WHAT IS BEING ASKED: If a line in the data below includes the string "adapters", please return a copy of it.

DATASET RECORDS:
'''

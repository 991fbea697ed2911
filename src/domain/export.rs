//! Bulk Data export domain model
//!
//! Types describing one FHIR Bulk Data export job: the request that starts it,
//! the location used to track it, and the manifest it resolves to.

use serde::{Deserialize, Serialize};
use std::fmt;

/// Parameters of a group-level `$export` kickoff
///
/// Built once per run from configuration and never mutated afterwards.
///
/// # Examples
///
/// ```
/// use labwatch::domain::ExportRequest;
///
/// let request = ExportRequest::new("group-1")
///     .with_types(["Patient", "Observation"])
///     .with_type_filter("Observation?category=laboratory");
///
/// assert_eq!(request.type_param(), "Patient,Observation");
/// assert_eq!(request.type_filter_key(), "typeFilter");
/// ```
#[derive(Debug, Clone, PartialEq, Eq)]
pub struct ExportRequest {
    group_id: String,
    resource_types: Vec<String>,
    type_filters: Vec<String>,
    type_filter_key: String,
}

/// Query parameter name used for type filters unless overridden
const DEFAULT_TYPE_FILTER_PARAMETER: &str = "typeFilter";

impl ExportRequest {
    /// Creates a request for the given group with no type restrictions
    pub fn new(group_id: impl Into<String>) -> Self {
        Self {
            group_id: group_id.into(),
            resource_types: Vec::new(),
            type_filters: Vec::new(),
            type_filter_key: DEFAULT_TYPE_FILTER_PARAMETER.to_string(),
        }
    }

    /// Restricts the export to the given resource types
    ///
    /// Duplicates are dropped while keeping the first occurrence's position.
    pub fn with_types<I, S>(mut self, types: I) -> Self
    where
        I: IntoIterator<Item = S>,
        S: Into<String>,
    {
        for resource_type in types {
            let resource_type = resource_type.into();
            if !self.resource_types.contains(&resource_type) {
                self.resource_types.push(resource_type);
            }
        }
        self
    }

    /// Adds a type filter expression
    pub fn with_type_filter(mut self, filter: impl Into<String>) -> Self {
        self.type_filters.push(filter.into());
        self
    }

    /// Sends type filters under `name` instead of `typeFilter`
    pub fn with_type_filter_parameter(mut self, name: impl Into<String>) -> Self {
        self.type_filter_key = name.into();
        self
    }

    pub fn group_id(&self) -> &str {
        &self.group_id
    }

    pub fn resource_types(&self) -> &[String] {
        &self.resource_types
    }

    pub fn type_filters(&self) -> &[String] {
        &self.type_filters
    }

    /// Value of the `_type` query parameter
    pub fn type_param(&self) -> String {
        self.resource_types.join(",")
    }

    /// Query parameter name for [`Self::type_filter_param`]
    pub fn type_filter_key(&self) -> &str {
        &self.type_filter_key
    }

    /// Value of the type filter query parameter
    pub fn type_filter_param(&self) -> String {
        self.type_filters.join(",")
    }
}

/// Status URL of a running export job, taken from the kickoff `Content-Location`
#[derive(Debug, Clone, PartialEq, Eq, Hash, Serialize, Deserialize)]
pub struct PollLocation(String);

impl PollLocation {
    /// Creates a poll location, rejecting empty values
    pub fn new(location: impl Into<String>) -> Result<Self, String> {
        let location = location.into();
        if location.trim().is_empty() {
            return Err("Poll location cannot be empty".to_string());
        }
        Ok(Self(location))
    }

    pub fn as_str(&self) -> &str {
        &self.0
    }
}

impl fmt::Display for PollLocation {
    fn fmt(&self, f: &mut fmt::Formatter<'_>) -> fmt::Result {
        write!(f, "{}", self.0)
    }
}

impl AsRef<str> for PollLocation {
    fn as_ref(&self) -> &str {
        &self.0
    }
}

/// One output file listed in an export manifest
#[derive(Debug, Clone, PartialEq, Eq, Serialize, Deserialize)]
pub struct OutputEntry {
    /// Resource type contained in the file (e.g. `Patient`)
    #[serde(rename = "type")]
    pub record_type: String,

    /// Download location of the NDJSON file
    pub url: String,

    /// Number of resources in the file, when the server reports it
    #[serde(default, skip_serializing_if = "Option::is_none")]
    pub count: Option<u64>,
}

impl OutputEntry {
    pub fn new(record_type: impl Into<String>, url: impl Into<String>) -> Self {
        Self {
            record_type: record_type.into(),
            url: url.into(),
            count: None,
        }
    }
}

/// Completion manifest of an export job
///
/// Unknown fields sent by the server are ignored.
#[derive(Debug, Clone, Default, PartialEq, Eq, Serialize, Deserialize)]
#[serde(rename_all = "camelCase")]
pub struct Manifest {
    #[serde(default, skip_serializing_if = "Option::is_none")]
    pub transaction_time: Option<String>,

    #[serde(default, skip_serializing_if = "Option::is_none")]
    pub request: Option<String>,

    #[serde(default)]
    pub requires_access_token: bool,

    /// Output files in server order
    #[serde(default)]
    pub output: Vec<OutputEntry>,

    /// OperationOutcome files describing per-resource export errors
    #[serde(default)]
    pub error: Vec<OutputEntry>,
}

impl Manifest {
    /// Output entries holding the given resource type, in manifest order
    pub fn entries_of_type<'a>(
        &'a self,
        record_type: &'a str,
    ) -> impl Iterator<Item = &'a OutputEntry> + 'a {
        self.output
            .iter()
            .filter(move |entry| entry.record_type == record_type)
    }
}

'''
'''

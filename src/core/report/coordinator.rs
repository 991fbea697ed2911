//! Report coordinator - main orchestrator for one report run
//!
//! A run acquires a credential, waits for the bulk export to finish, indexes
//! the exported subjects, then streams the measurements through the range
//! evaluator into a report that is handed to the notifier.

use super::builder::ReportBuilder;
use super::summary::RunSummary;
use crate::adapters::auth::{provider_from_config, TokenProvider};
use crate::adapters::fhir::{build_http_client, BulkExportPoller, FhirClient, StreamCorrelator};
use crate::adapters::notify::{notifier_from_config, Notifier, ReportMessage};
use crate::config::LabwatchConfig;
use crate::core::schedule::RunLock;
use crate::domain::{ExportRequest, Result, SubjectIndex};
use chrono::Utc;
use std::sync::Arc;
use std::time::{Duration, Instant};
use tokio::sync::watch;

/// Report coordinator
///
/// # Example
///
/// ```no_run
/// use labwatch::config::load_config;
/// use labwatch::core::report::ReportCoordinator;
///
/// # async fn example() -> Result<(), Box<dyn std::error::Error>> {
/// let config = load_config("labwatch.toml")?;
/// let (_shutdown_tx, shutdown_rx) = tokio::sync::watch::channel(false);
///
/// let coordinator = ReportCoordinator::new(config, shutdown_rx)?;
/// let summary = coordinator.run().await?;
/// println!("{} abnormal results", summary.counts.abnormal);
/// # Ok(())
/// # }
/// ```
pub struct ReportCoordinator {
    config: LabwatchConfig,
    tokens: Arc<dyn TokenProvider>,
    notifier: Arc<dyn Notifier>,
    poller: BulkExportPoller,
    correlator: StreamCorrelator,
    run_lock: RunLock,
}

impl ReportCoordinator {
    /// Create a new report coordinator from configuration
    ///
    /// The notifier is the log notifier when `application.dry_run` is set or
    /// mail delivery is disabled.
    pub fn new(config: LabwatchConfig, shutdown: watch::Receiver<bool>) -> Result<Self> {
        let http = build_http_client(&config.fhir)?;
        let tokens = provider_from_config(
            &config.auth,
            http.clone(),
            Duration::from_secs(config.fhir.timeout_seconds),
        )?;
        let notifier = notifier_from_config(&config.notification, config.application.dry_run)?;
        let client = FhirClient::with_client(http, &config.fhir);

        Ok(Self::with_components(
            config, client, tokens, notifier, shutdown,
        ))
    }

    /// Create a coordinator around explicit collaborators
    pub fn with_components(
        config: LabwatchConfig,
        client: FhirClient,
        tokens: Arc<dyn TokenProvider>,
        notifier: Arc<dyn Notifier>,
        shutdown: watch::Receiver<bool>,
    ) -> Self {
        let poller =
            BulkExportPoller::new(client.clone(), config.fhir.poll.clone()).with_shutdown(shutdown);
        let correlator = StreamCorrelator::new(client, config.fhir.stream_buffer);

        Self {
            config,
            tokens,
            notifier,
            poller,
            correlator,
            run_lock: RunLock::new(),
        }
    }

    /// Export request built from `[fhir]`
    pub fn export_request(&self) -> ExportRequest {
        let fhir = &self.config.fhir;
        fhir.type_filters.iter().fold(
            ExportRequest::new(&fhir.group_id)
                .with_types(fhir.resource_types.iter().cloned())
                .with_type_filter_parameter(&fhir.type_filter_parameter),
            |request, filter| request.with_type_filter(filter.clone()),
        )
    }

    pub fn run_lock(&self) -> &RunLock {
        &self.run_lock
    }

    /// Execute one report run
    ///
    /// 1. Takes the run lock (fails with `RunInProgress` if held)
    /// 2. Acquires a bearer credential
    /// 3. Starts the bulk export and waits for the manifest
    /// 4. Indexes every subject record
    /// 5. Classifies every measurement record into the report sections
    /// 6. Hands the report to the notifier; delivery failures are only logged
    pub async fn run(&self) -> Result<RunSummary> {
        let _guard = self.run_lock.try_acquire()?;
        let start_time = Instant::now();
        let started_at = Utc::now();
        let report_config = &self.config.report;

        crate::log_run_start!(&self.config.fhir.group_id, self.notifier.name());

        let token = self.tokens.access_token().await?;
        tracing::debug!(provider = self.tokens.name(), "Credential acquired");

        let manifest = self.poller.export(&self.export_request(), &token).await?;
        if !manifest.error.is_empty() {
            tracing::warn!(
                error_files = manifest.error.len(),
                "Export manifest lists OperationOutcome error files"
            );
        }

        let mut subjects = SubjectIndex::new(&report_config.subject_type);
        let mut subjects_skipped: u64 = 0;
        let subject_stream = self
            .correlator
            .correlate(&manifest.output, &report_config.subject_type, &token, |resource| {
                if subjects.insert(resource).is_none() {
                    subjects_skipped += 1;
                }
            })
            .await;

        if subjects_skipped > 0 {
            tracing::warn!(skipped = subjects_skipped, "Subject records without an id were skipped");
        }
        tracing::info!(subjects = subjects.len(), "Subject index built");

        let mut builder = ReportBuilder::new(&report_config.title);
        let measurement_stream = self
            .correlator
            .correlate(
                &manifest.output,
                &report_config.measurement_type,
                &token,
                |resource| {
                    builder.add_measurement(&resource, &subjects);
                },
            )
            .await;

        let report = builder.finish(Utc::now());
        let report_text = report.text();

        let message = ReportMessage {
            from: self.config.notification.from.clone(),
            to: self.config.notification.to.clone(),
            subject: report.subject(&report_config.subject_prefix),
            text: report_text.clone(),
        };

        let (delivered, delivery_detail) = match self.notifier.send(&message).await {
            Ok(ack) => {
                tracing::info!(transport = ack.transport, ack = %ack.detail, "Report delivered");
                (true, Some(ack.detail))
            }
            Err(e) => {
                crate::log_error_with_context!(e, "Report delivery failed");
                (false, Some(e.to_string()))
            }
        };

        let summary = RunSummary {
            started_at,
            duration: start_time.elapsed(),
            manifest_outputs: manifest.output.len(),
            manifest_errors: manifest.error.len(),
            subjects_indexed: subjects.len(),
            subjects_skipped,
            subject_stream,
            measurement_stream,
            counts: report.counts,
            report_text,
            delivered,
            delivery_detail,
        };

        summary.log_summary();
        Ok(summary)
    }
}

'''
'''

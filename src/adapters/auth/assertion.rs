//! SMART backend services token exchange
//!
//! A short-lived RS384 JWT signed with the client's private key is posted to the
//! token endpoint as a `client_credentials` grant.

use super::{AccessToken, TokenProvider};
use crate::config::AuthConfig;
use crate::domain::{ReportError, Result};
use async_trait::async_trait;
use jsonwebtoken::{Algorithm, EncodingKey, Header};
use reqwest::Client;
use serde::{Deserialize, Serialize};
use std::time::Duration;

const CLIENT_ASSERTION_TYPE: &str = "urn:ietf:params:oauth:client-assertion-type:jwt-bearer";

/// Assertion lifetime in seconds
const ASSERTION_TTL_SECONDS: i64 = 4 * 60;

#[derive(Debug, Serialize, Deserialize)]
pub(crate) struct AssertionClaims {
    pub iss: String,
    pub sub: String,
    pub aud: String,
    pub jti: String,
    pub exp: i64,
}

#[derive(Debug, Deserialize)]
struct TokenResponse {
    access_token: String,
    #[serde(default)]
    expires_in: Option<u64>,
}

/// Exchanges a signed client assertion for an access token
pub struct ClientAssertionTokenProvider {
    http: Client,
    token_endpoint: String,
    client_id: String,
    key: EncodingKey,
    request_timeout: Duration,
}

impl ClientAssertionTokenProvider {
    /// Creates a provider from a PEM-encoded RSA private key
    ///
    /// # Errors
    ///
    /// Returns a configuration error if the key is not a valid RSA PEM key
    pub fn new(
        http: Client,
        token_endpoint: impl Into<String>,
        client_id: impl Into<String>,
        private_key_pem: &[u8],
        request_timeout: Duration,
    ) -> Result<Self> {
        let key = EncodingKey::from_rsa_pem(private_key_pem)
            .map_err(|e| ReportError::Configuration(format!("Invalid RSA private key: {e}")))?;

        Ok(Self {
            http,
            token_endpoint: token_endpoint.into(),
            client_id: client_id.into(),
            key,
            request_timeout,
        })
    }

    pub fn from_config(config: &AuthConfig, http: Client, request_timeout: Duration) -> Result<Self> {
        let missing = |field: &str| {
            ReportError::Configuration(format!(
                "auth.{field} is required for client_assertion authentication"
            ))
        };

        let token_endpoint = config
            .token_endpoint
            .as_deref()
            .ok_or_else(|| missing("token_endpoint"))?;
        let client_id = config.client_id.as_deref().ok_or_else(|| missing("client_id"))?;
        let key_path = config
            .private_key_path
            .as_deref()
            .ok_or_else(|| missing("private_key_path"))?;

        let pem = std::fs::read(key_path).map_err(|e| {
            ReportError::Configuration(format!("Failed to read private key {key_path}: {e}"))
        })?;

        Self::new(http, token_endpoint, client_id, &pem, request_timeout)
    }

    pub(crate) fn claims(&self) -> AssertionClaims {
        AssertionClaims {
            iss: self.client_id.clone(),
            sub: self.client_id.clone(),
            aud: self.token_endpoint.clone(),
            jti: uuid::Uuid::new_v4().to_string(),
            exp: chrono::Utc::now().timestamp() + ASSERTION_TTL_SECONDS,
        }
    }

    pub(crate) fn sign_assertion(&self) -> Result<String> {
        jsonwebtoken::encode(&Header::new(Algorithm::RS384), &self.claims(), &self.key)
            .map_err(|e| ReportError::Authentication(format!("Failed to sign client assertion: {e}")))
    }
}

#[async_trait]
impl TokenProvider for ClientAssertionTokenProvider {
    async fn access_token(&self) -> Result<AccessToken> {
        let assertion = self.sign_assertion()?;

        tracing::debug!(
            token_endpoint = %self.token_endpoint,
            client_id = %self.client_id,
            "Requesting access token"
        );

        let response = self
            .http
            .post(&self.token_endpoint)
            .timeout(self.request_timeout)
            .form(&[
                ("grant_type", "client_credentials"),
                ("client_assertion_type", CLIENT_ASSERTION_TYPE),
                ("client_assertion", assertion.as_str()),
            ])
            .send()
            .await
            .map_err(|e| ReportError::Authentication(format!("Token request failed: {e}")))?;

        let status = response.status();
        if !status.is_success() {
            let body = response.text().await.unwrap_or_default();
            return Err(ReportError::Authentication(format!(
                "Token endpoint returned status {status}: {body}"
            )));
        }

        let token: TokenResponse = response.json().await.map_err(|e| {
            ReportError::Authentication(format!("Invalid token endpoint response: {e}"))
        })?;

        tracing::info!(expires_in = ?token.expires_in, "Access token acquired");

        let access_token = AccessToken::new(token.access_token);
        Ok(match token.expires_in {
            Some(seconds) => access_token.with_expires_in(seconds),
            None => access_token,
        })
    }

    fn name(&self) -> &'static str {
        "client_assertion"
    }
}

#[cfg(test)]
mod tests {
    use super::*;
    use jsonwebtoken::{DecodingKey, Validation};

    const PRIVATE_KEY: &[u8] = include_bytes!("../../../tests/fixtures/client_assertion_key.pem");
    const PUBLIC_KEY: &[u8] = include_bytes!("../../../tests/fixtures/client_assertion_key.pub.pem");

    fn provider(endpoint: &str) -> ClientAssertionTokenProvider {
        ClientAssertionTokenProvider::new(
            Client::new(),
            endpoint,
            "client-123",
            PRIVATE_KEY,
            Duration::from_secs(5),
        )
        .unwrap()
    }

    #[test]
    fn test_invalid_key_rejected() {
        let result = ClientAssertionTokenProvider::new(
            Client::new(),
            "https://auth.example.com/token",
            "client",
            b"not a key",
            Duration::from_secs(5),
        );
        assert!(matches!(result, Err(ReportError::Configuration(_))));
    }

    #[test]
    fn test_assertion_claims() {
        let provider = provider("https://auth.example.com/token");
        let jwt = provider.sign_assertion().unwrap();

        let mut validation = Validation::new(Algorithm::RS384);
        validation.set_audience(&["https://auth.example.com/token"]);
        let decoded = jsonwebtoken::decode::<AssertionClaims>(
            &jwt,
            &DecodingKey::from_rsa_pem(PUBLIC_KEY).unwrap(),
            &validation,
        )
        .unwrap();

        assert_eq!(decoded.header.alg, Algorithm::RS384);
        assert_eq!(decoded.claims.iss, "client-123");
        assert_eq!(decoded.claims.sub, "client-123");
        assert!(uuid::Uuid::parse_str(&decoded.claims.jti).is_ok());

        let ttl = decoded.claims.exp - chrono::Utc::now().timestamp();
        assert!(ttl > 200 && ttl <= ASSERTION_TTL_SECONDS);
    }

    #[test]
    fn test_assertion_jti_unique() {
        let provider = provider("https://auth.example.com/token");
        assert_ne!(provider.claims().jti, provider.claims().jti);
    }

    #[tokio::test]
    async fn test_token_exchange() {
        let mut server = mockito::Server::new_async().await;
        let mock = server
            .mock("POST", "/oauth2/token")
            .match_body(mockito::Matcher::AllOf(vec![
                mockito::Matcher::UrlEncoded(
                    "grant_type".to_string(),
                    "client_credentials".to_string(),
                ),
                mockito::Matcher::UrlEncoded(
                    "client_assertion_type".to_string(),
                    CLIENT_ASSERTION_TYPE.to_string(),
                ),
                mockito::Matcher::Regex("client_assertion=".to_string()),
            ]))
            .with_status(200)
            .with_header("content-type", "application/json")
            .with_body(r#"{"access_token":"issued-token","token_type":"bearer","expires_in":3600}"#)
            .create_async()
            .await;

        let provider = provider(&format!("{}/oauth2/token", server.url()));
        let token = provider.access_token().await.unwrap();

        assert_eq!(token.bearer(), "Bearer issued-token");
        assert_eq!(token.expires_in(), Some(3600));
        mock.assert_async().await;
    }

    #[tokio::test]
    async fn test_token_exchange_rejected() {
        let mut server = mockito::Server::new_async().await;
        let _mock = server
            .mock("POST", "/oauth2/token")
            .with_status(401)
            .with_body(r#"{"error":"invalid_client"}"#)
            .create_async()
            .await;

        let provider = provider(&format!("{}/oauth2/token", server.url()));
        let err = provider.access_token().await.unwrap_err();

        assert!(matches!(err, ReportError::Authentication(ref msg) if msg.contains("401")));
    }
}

'''

OUTPUT OF THE TASK:
use crate::adapters::auth::{provider_from_config, TokenProvider};
use crate::adapters::fhir::{build_http_client, BulkExportPoller, FhirClient, StreamCorrelator};
use crate::adapters::notify::{notifier_from_config, Notifier, ReportMessage};
filename src/adapters/auth/assertion.rs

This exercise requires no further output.